Who remembers the Sunday evening rush? Scrambling through your spellings trying to memorise them for a Monday morning test. Or even better, finding out you have to make a fully-fledged chair and you just know that the class swot is going to strut in with a wooden structure - sanded and varnished.
It just happens to be pure coincidence that his dad's a carpenter. I'm not bitter at all.
It was quite literally the stuff of nightmares. But imagine that entire hellish experience completely vanishing, leaving you stress-free and able to play out to your heart's content.
Mind you, these days playing out would be exchanged for another four hours on the iPad - at least for some kids that is anyway.
But one primary school is giving the no homework thing a whirl, believing that it 'causes stress'.
Instead, the children at Littletown Primary Academy in Honiton, Devon, are being encouraged to read for 20 minutes at home, in lieu of set homework.
Littletown Primary Academy have ditched homework and are asking pupils to read instead. Credit: Google Maps
The school is trialling the changes between now and the end of the academic year. The only group that will be expected to continue their after school studies are those in Year Six (the serious year).
According to The Sun, a letter was sent home to parents claiming that weekly written maths and English homework have little impact, according to analysis.
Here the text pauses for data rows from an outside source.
use std::path::{Path, PathBuf};

use reqwest::Client;
use tokio::sync::Mutex;

use crate::config;

use super::DEFAULT_TIMEOUT;

/// On-disk cache of album cover images, one JPEG per album id.
///
/// Downloads are idempotent: a cover that already exists on disk is never
/// re-fetched, and files are immutable once committed. Writes go through a
/// single coarse lock and land via a temporary file plus rename, so an
/// interrupted or concurrent download can never publish a partial image.
/// Readers need no coordination since committed files never change.
pub struct CoverCache {
    dir: PathBuf,
    http: Client,
    write_lock: Mutex<()>,
}

impl CoverCache {
    pub fn new(dir: PathBuf) -> Self {
        CoverCache {
            dir,
            http: Client::new(),
            write_lock: Mutex::new(()),
        }
    }

    /// Builds a cache rooted at the configured covers directory.
    pub fn from_config() -> Self {
        Self::new(config::covers_dir())
    }

    /// Cache location for an album's cover image.
    pub fn path_for(&self, album_id: &str) -> PathBuf {
        self.dir.join(format!("{}.jpeg", album_id))
    }

    /// Downloads `url` to `path` unless the file already exists.
    ///
    /// # Behavior
    ///
    /// - An existing destination wins over a re-fetch: the function returns
    ///   immediately without issuing a request.
    /// - An empty `url` (a track whose album had no third image) is a no-op.
    /// - The body is written to a `.part` sibling and renamed into place on
    ///   completion, under the cache-wide write lock.
    /// - A non-success response or an empty body is not committed; cache
    ///   entries are immutable, so an error page must never become an
    ///   album's permanent cover.
    ///
    /// # Returns
    ///
    /// Returns `Ok(())` when the file is present afterwards or the download
    /// was skipped, or an error string describing the transport or
    /// filesystem failure.
    pub async fn download(&self, url: &str, path: &Path) -> Result<(), String> {
        if url.is_empty() {
            return Ok(());
        }

        if async_fs::metadata(path).await.is_ok() {
            return Ok(());
        }

        let _guard = self.write_lock.lock().await;

        // A concurrent download may have committed the file while this call
        // waited on the lock.
        if async_fs::metadata(path).await.is_ok() {
            return Ok(());
        }

        let res = self
            .http
            .get(url)
            .timeout(DEFAULT_TIMEOUT)
            .send()
            .await
            .map_err(|e| e.to_string())?;

        if !res.status().is_success() {
            return Err(format!("cover request returned {}", res.status()));
        }

        let bytes = res.bytes().await.map_err(|e| e.to_string())?;
        if bytes.is_empty() {
            return Ok(());
        }

        if let Some(parent) = path.parent() {
            async_fs::create_dir_all(parent)
                .await
                .map_err(|e| e.to_string())?;
        }

        let tmp = path.with_extension("part");
        async_fs::write(&tmp, &bytes)
            .await
            .map_err(|e| e.to_string())?;
        async_fs::rename(&tmp, path)
            .await
            .map_err(|e| e.to_string())
    }

    /// Downloads a track's cover into the cache and returns its path.
    pub async fn download_for_album(&self, url: &str, album_id: &str) -> Result<PathBuf, String> {
        let path = self.path_for(album_id);
        self.download(url, &path).await?;
        Ok(path)
    }
}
It added that the after school graft causes stress to families and isn't always valued by staff.
Headteacher David Perkins said that spending 20 minutes reading at home every evening has a greater impact on 'pupil outcomes and life chances'.
Headteacher David Perkins explained that the decision to scrap homework was based on research. Credit: Google Maps
Literacy subject leader Cathy Binmore told The Sun: "Reading is the foundation that underpins all other learning. Promoting a love of this will set our children up for a life of adventure and intrigue and will enable them to continue learning throughout their lives."
It is also hoped that the change will reduce teachers' workloads as well as taking the pressure off pupils and their families.
Littletown Primary Academy will now be raising money to buy more books which they hope will in turn encourage at-home reading.
Mr Perkins said: "Reading for 20 minutes a day can make a massive difference to a child's education but only if we can give the children the best possible books to inspire their love of reading.
"We want to reinvigorate our library with fresh and exciting books to read."